Partie 3PROPOSITIONS POUR UNE PÉDOPSYCHIATRIE PLURIELLE, HUMAINE ET ACCESSIBLEPage 117
3.2

Refuser les arguments d’économie en trompe-l’œil

La deuxième proposition de ce livre blanc consiste à refuser fermement les arguments d’économie budgétaire qui prétendent justifier la restriction de l’offre de psychothérapies psychodynamiques, de psychothérapie institutionnelle, de psychodrame analytique ou d’approches intégratives et développementales comme la méthode des 3i, au profit d’interventions brèves et protocolisées, sur la seule foi d’études d’efficience dont les hypothèses méritent d’être examinées avec la plus grande rigueur critique.

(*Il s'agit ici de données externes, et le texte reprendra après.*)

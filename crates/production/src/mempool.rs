//! Shared transaction pool with a hashing executor.

use favo_core::AppliedTransactions;
use favo_types::{Hash, Receipt, Transaction};
use parking_lot::Mutex;
use std::collections::{HashSet, VecDeque};
use tracing::trace;

/// Thread-safe FIFO transaction pool.
///
/// Shared between the runner (which executes and prunes) and whoever feeds
/// the node transactions. Executing a block does not remove anything;
/// transactions leave the pool when a block containing them finalizes.
#[derive(Debug, Default)]
pub struct Mempool {
    inner: Mutex<PoolInner>,
}

#[derive(Debug, Default)]
struct PoolInner {
    queue: VecDeque<Transaction>,
    hashes: HashSet<Hash>,
}

impl Mempool {
    pub fn new() -> Self {
        Self::default()
    }

    /// Add a transaction. Returns false for duplicates.
    pub fn submit(&self, tx: Transaction) -> bool {
        let mut inner = self.inner.lock();
        if !inner.hashes.insert(tx.hash()) {
            return false;
        }
        inner.queue.push_back(tx);
        true
    }

    pub fn len(&self) -> usize {
        self.inner.lock().queue.len()
    }

    pub fn is_empty(&self) -> bool {
        self.len() == 0
    }

    /// Execute up to `max_transactions` pooled transactions on top of
    /// `parent_state_root`.
    ///
    /// The post-state root is a hash chain over the parent root and the
    /// transaction hashes, so every node applying the same list to the same
    /// parent gets the same root.
    pub fn apply(&self, parent_state_root: Hash, max_transactions: usize) -> AppliedTransactions {
        let transactions: Vec<Transaction> = {
            let inner = self.inner.lock();
            inner.queue.iter().take(max_transactions).cloned().collect()
        };

        let mut state_root = parent_state_root;
        let mut receipts = Vec::with_capacity(transactions.len());
        for tx in &transactions {
            let tx_hash = tx.hash();
            state_root = Hash::from_parts(&[state_root.as_bytes(), tx_hash.as_bytes()]);
            receipts.push(Receipt {
                tx_hash,
                success: true,
                events_hash: Hash::from_parts(&[b"events", tx_hash.as_bytes()]),
            });
        }
        trace!(count = transactions.len(), ?state_root, "Applied transactions");

        AppliedTransactions {
            transactions,
            state_root,
            receipts,
        }
    }

    /// Drop transactions included in a finalized block.
    pub fn remove_included(&self, included: &[Transaction]) {
        if included.is_empty() {
            return;
        }
        let mut inner = self.inner.lock();
        for tx in included {
            inner.hashes.remove(&tx.hash());
        }
        let PoolInner { queue, hashes } = &mut *inner;
        queue.retain(|tx| hashes.contains(&tx.hash()));
    }
}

Ces études, souvent conduites sur des horizons temporels courts de quelques mois, comparent le coût immédiat d’une psychothérapie brève standardisée à celui d’une prise en charge psychodynamique plus longue, sans intégrer dans le calcul les coûts différés et bien réels d’un défaut de soin en profondeur : rechutes plus fréquentes, ruptures de parcours multipliant les hospitalisations, chronicisation de troubles insuffisamment traités à l’adolescence et qui ressurgissent à l’âge adulte sous une forme aggravée, désocialisation scolaire et professionnelle, coûts indirects supportés par les familles, l’école et les services sociaux. Plusieurs travaux d’économie de la santé estiment d’ailleurs qu’un euro investi dans les psychothérapies en rapporte, à terme et en moyenne, entre 1,16 et 1,97 euro sous cinq ans. La méta-analyse de Jonathan Shedler, publiée en 2010 dans American Psychologist, a précisément documenté que l’effet des psychothérapies psychodynamiques, loin de s’atténuer après la fin du traitement comme c’est le cas pour de nombreuses thérapies brèves protocolisées, continue de croître dans les mois qui suivent l’arrêt de la prise en charge — un résultat qui, à lui seul, invalide toute comparaison d’efficience fondée sur le seul coût immédiat sans tenir compte de la trajectoire à moyen et long terme.

Ce texte réclame que toute étude d’efficience conduite en pédopsychiatrie intègre explicitement un horizon temporel d’au moins plusieurs années, les coûts de rupture de parcours et de rechute, et une mesure de la qualité de vie et du fonctionnement social de l’enfant devenu adulte, plutôt que le seul coût immédiat d’une séance ou d’un protocole. Il exige, dans le même mouvement, que soit rendue publique et soumise à un examen contradictoire indépendant la méthodologie de toute étude médico-économique invoquée pour justifier une restriction de l’offre de soins psychodynamiques ou institutionnels, tant l’expérience a montré, dans d’autres champs de la santé publique, que des arguments d’économie apparemment neutres pouvaient in fine masquer des choix de politique de santé déjà arrêtés pour d’autres raisons. L’argument des économies ne saurait, en tout état de cause, se substituer à l’exigence clinique : un enfant qui a besoin d’un accompagnement dans la durée ne devient pas moins un enfant qui a besoin d’un accompagnement dans la durée parce qu’une étude contestable en aura estimé le coût trop élevé à court terme.